╭─ Data supplied

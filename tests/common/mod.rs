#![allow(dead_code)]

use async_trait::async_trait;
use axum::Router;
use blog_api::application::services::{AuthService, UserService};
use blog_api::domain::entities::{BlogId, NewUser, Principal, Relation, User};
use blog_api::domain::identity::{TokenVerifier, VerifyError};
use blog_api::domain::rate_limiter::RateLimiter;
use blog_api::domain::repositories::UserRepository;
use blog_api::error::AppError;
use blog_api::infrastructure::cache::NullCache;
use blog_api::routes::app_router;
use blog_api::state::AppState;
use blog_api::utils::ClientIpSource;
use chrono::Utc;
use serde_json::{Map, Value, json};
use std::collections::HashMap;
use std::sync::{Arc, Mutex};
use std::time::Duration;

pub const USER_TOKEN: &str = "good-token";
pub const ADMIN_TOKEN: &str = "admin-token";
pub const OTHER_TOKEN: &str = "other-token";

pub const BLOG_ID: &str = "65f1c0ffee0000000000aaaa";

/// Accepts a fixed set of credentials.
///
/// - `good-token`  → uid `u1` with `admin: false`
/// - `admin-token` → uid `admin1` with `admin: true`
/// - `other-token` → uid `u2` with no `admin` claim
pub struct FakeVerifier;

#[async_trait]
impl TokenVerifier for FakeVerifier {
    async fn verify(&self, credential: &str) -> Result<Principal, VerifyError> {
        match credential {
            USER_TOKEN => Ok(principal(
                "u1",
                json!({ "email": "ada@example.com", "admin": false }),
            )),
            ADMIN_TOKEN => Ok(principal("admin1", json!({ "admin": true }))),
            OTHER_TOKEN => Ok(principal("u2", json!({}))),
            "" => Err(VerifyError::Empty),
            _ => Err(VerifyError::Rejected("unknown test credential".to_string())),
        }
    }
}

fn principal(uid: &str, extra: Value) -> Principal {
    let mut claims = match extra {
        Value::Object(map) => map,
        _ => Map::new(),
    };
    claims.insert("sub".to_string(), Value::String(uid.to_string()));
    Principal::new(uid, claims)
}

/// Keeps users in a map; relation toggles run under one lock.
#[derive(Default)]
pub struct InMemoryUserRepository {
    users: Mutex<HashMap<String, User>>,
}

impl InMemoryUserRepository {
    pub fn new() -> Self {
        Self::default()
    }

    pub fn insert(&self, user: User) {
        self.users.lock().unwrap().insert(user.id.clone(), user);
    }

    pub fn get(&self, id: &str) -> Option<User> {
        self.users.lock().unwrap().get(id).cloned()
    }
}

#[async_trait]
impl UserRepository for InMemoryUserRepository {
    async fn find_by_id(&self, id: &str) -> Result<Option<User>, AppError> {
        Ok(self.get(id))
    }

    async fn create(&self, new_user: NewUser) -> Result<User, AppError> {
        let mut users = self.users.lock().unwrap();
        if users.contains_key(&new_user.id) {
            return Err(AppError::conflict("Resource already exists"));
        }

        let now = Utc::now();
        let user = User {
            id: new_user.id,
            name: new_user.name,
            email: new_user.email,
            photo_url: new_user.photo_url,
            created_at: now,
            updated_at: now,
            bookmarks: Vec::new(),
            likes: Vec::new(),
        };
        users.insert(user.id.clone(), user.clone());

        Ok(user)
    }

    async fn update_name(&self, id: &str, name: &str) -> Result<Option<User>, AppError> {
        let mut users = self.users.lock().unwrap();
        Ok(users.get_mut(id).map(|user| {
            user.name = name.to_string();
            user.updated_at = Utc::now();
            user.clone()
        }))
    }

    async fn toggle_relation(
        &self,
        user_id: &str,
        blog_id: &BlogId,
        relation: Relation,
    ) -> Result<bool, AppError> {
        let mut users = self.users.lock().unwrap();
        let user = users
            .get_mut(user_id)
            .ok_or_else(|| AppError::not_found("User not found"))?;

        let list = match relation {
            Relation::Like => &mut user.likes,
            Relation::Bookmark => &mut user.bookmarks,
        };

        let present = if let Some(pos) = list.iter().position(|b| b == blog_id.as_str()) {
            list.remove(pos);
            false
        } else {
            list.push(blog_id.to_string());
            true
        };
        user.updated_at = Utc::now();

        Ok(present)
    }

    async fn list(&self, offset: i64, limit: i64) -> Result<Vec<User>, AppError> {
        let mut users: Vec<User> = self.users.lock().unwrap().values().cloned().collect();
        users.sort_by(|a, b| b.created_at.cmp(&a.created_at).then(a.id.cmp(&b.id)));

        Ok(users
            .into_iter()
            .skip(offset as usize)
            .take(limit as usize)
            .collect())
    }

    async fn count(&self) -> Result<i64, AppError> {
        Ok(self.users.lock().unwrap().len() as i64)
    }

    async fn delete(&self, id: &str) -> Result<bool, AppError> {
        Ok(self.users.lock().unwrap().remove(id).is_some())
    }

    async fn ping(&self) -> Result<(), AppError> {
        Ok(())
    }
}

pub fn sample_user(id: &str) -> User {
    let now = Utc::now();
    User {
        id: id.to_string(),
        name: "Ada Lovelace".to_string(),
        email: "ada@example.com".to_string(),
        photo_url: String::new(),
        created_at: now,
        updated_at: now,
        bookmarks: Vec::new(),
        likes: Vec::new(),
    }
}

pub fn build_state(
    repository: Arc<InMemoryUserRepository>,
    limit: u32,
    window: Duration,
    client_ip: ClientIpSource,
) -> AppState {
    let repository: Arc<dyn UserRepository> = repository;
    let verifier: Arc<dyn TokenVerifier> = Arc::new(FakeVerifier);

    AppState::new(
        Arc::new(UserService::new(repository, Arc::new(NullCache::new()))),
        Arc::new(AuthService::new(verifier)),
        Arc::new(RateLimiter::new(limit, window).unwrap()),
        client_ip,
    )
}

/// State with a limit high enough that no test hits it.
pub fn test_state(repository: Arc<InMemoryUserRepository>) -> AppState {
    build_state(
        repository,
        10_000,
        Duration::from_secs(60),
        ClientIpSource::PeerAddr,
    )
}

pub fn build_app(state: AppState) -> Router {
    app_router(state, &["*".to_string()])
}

╰─
╭─ Data supplied

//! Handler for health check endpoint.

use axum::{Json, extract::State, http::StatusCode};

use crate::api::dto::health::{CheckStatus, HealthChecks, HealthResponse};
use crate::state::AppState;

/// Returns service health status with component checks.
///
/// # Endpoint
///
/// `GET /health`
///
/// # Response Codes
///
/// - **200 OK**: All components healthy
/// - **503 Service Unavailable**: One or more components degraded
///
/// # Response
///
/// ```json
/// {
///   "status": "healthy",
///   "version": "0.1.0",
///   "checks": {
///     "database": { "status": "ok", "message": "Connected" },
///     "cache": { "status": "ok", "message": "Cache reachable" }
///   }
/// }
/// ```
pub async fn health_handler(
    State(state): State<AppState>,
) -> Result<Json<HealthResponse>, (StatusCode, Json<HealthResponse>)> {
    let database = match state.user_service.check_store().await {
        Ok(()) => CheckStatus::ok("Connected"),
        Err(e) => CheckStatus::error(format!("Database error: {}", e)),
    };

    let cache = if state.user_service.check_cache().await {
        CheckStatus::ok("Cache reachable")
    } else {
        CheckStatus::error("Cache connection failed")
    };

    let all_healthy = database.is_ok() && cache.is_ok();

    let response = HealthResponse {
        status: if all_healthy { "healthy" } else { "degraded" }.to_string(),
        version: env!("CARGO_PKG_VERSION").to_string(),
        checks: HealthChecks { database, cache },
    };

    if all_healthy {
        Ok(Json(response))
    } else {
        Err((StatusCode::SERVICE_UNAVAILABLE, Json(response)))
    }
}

╰─

Aim of the task:
Give back exactly the lines above starting at the line where "filename tests/common/mod.rs" appears and ending at the line where "use blog_api::state::AppState;" appears, both included, with no other lines.

Response to this exercise:
filename tests/common/mod.rs
#![allow(dead_code)]

use async_trait::async_trait;
use axum::Router;
use blog_api::application::services::{AuthService, UserService};
use blog_api::domain::entities::{BlogId, NewUser, Principal, Relation, User};
use blog_api::domain::identity::{TokenVerifier, VerifyError};
use blog_api::domain::rate_limiter::RateLimiter;
use blog_api::domain::repositories::UserRepository;
use blog_api::error::AppError;
use blog_api::infrastructure::cache::NullCache;
use blog_api::routes::app_router;
use blog_api::state::AppState;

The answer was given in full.